The Future of Secularization Theory -- Richard V. Pierard

The assumptions of academics and social commentators about the certain decline of Christianity in the West were challenged at a international conference on the future of Christianity in the West at the University of Otago in New Zealand this past December. In his keynote address, sociologist David Martin from the University of London pointed out that many understandings of secularization rested on a master narrative that both described and prescribed what was happening in the world

By Richard V. Pierard|January 2, 2003

The assumptions of academics and social commentators about the certain decline of Christianity in the West were challenged at a international conference on the future of Christianity in the West at the University of Otago in New Zealand this past December.

In his keynote address, sociologist David Martin from the University of London pointed out that many understandings of secularization rested on a master narrative that both described and prescribed what was happening in the world. Not only did such writers see religion growing here and declining there at specific places and times, but they also went beyond the descriptive to invoke the spectre of "inevitable" decline. Those who "leaped beyond what could be inferred from observation" ended up being deceived by their own theories. A more historically informed view revealed religious growth and decline occurring in overlapping cycles with that of secularization.

Robert Wuthnow from Princeton University brought out that while overt religious practice in Britain has sharply declined, the dynamic of religion in the United States continues to confound secularization theorists. Religious practice here has remained stable for as long as polling data has been available. Wuthnow explained that secularization does not mean that people abandon faith, but that they adopt differing ways of expressing it.

Various speakers showed that Pentecostal and charismatic churches in the two-thirds world were more successful in providing a cultural cover (institution building and social services) than in the first world where more competition existed. Yet religious movements in both places absorbed the culture; evangelicalism reinvented itself as a consumer religion while other people continued to believe in God and practice a wide variety of spiritualities.

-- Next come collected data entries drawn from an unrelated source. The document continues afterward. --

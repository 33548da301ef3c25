//! Resource Collection Controller
//!
//! One parametric controller per managed resource: owns the collection
//! store and filters, hands out form sessions and delete dialogs, and
//! drives the gateway for loads and mutations.
//!
//! Everything runs on one thread. State lives behind `RefCell`s and no
//! borrow is ever held across a gateway await, so overlapping operations
//! (a reload racing a submit, references arriving mid-edit) interleave
//! safely.


use std::cell::{Ref, RefCell};
use std::marker::PhantomData;
use std::rc::Rc;

use crate::config::{AdminConfig, AuthFallback};
use crate::confirm::{ConfirmationGate, DeleteDialog, DEFAULT_CONFIRM_LITERAL};
use crate::context::AuthContext;
use crate::error::ControllerError;
use crate::events::EventSink;
use crate::filter::{self, FilterSet};
use crate::form::{FormSession, ReferenceSet};
use crate::gateway::{Failure, FailureKind, Gateway, GatewayResult, ReferenceRecord, ReferenceSource};
use crate::mutation::{MutationCoordinator, Origin, Persisted, SubmitRequest};
use crate::schema::{Entity, EntityId};
use crate::store::{CollectionStore, LoadOutcome, LoadStatus};

pub type FormHandle<E> = Rc<RefCell<FormSession<E>>>;
pub type DialogHandle = Rc<RefCell<DeleteDialog>>;

type SourceList = Vec<(&'static str, Rc<dyn ReferenceSource>)>;

// ========================
// Options & Builder
// ========================

/// Policy knobs shared by every controller of one console
#[derive(Debug, Clone, PartialEq, Eq)]
pub struct ControllerOptions {
    pub fallback: AuthFallback,
    pub confirm_literal: String,
}

impl Default for ControllerOptions {
    fn default() -> Self {
        Self {
            fallback: AuthFallback::default(),
            confirm_literal: DEFAULT_CONFIRM_LITERAL.to_string(),
        }
    }
}

impl From<&AdminConfig> for ControllerOptions {
    fn from(config: &AdminConfig) -> Self {
        Self {
            fallback: config.auth_fallback,
            confirm_literal: config.confirm_literal.clone(),
        }
    }
}

pub struct ControllerBuilder<E, G> {
    gateway: G,
    auth: Rc<AuthContext>,
    events: Rc<dyn EventSink>,
    options: ControllerOptions,
    sources: SourceList,
    _entity: PhantomData<fn() -> E>,
}

impl<E: Entity, G: Gateway<E>> ControllerBuilder<E, G> {
    pub fn options(mut self, options: ControllerOptions) -> Self {
        self.options = options;
        self
    }

    pub fn fallback(mut self, fallback: AuthFallback) -> Self {
        self.options.fallback = fallback;
        self
    }

    pub fn confirm_literal(mut self, literal: impl Into<String>) -> Self {
        self.options.confirm_literal = literal.into();
        self
    }

    /// Register the reference collection named `source` by option rules
    pub fn reference(mut self, source: &'static str, loader: Rc<dyn ReferenceSource>) -> Self {
        self.sources.retain(|(name, _)| *name != source);
        self.sources.push((source, loader));
        self
    }

    pub fn build(self) -> ResourceController<E, G> {
        let schema = E::schema();
        let needed = schema.reference_sources();
        for source in &needed {
            if !self.sources.iter().any(|(name, _)| name == source) {
                log::warn!("[CONTROLLER] {} has no loader for reference '{}'; its options stay empty", schema.resource, source);
            }
        }
        let sources: SourceList = self
            .sources
            .into_iter()
            .filter(|(name, _)| needed.contains(name))
            .collect();

        ResourceController {
            inner: Rc::new(Inner {
                gateway: self.gateway,
                auth: self.auth,
                store: RefCell::new(CollectionStore::new()),
                filters: RefCell::new(FilterSet::for_entity::<E>()),
                references: Rc::new(RefCell::new(ReferenceSet::new())),
                sources,
                coordinator: MutationCoordinator::new(self.options.fallback, self.events),
                gate: ConfirmationGate::new(self.options.confirm_literal),
            }),
        }
    }
}

// ========================
// Controller
// ========================

struct Inner<E, G> {
    gateway: G,
    auth: Rc<AuthContext>,
    store: RefCell<CollectionStore<E>>,
    filters: RefCell<FilterSet>,
    references: Rc<RefCell<ReferenceSet>>,
    sources: SourceList,
    coordinator: MutationCoordinator,
    gate: ConfirmationGate,
}

/// Cheap to clone; clones share one store
pub struct ResourceController<E, G> {
    inner: Rc<Inner<E, G>>,
}

impl<E, G> Clone for ResourceController<E, G> {
    fn clone(&self) -> Self {
        Self { inner: Rc::clone(&self.inner) }
    }
}

/// A new form plus, while any reference collection is still unloaded,
/// the loads the caller should drive
pub struct FormStart<E> {
    pub form: FormHandle<E>,
    pub references: Option<ReferenceLoad>,
}

/// Sequential loader for a controller's reference collections
///
/// A source is claimed only when `run` reaches it. Dropping the loader
/// (or the `run` future mid-fetch) leaves the source unloaded, and the
/// next `start_form` hands out a fresh loader for it.
pub struct ReferenceLoad {
    references: Rc<RefCell<ReferenceSet>>,
    sources: SourceList,
}

impl ReferenceLoad {
    pub fn sources(&self) -> Vec<&'static str> {
        self.sources.iter().map(|(name, _)| *name).collect()
    }

    pub async fn run(self) {
        for (name, loader) in self.sources {
            if !self.references.borrow().needs_load(name) {
                log::debug!("[CONTROLLER] reference '{}' already claimed", name);
                continue;
            }
            self.references.borrow_mut().mark_pending(name);
            let claim = Claim { references: &self.references, name };
            let result = loader.list().await;
            claim.resolve(result);
        }
    }
}

/// In-flight reference fetch; released again if dropped unresolved
struct Claim<'a> {
    references: &'a RefCell<ReferenceSet>,
    name: &'static str,
}

impl Claim<'_> {
    fn resolve(self, result: GatewayResult<Vec<ReferenceRecord>>) {
        self.references.borrow_mut().resolve(self.name, result);
    }
}

impl Drop for Claim<'_> {
    fn drop(&mut self) {
        if let Ok(mut references) = self.references.try_borrow_mut() {
            references.release(self.name);
        }
    }
}

impl<E: Entity, G: Gateway<E>> ResourceController<E, G> {
    pub fn builder(gateway: G, auth: Rc<AuthContext>, events: Rc<dyn EventSink>) -> ControllerBuilder<E, G> {
        ControllerBuilder {
            gateway,
            auth,
            events,
            options: ControllerOptions::default(),
            sources: Vec::new(),
            _entity: PhantomData,
        }
    }

    /// Signed-out contexts fail as unauthorized without touching the backend
    fn session(&self) -> GatewayResult<()> {
        if self.inner.auth.is_authenticated() {
            Ok(())
        } else {
            Err(Failure::unauthorized(Some("Not signed in".to_string())))
        }
    }

    // ========================
    // Collection
    // ========================

    /// Fetch the full collection. Only the most recently issued load applies.
    pub async fn load(&self) -> LoadOutcome {
        let ticket = self.inner.store.borrow_mut().begin_load();
        log::info!("[CONTROLLER] loading {}", E::schema().resource);

        let result = match self.session() {
            Ok(()) => self.inner.gateway.list().await,
            Err(failure) => Err(failure),
        };

        let outcome = self
            .inner
            .store
            .borrow_mut()
            .finish_load(ticket, result, self.inner.coordinator.fallback());
        self.inner.coordinator.after_load::<E>(&outcome);
        outcome
    }

    pub fn store(&self) -> Ref<'_, CollectionStore<E>> {
        self.inner.store.borrow()
    }

    pub fn entities(&self) -> Vec<E> {
        self.inner.store.borrow().entities().to_vec()
    }

    pub fn get(&self, id: EntityId) -> Option<E> {
        self.inner.store.borrow().get(id).cloned()
    }

    pub fn status(&self) -> LoadStatus {
        self.inner.store.borrow().status()
    }

    pub fn last_error(&self) -> Option<FailureKind> {
        self.inner.store.borrow().last_error()
    }

    // ========================
    // Filters
    // ========================

    /// Entities passing the current filters, in collection order
    pub fn visible(&self) -> Vec<E> {
        let store = self.inner.store.borrow();
        let filters = self.inner.filters.borrow();
        filter::visible(store.entities(), &filters).into_iter().cloned().collect()
    }

    pub fn filters(&self) -> FilterSet {
        self.inner.filters.borrow().clone()
    }

    pub fn set_query(&self, query: impl Into<String>) {
        self.inner.filters.borrow_mut().set_query(query);
    }

    pub fn set_facet(&self, key: &str, value: impl Into<String>) -> bool {
        self.inner.filters.borrow_mut().set_facet(key, value)
    }

    pub fn clear_filters(&self) {
        self.inner.filters.borrow_mut().clear();
    }

    // ========================
    // Forms
    // ========================

    pub fn start_form(&self, initial: Option<&E>) -> FormStart<E> {
        let form = Rc::new(RefCell::new(FormSession::start(initial, Rc::clone(&self.inner.references))));
        FormStart { form, references: self.take_reference_load() }
    }

    /// Edit form seeded from the stored entity
    pub fn edit_form(&self, id: EntityId) -> Option<FormStart<E>> {
        let entity = self.get(id)?;
        Some(self.start_form(Some(&entity)))
    }

    /// Loader for every source not yet loaded or in flight
    fn take_reference_load(&self) -> Option<ReferenceLoad> {
        let sources: SourceList = {
            let references = self.inner.references.borrow();
            self.inner
                .sources
                .iter()
                .filter(|(name, _)| references.needs_load(name))
                .cloned()
                .collect()
        };
        if sources.is_empty() {
            return None;
        }
        let load = ReferenceLoad {
            references: Rc::clone(&self.inner.references),
            sources,
        };
        log::debug!("[CONTROLLER] {} reference loads issued: {:?}", E::schema().resource, load.sources());
        Some(load)
    }

    /// Validate, send, and fold the result into the store
    pub async fn submit(&self, form: &RefCell<FormSession<E>>) -> Result<Persisted<E>, ControllerError> {
        let request = self.inner.coordinator.begin_submit(&mut *form.borrow_mut())?;

        let result = match (self.session(), &request) {
            (Err(failure), _) => Err(failure),
            (Ok(()), SubmitRequest::Create(payload)) => self.inner.gateway.create(payload).await,
            (Ok(()), SubmitRequest::Update(id, payload)) => self.inner.gateway.update(*id, payload).await,
        };

        let mut store = self.inner.store.borrow_mut();
        self.inner
            .coordinator
            .finish_submit(&mut *form.borrow_mut(), &mut *store, request, result)
    }

    // ========================
    // Delete
    // ========================

    pub fn open_delete(&self, id: EntityId) -> DialogHandle {
        Rc::new(RefCell::new(DeleteDialog::open(id, self.inner.gate.clone())))
    }

    /// No gateway call unless the dialog's token unlocks the gate
    pub async fn delete(&self, dialog: &RefCell<DeleteDialog>) -> Result<Origin, ControllerError> {
        let id = self.inner.coordinator.begin_remove(&mut *dialog.borrow_mut())?;

        let result = match self.session() {
            Ok(()) => self.inner.gateway.delete(id).await,
            Err(failure) => Err(failure),
        };

        let mut store = self.inner.store.borrow_mut();
        self.inner
            .coordinator
            .finish_remove(&mut *dialog.borrow_mut(), &mut *store, result)
    }
}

The University of Wisconsin's Ronald Numbers showed that scientists have a high level of religiosity -- the latest surveys reveal that 40 percent believe God answers prayers -- while British sociologist Bernice Martin demonstrated that in Christian Britain, where faith is allegedly "dead," the churches radicalized by liberal theology had actually squeezed out the nominal or "folk" Christians who were their main sources of growth. They won the church but lost the culture, even while the culture maintained the Christian values of the dignity of the individual, enlarging human happiness, and affirming the value of ordinary life.

New Zealand legal scholar Niri Pillay reasoned that human rights reflected a westernized appropriation of Christian values, but that Hobbesian political theory broke the tie between rights and duties, resulting in everyone having the right to everything.

An interesting finding was that although church attendance had fallen off, many took up theological education to promote personal growth, and in New Zealand enrollments in the 1990s grew at a higher rate than in other higher education sectors.

Symptomatic of the crisis of secularism was New Zealand's action of subsidizing Catholic schools and incorporating Maori religious rites in public ceremonies. The spread of Pentecostalism and prevalence of civil religion, particularly in the United States but in other countries as well, reflected an ongoing interest in belief.

In short, the conferees found that religion is alive and well, even if it is in non-traditional forms. The triumph of secularism is far from complete.


Richard V. Pierard is Professor Emeritus of History at Indiana State University and currently a Scholar in Residence at Gordon College.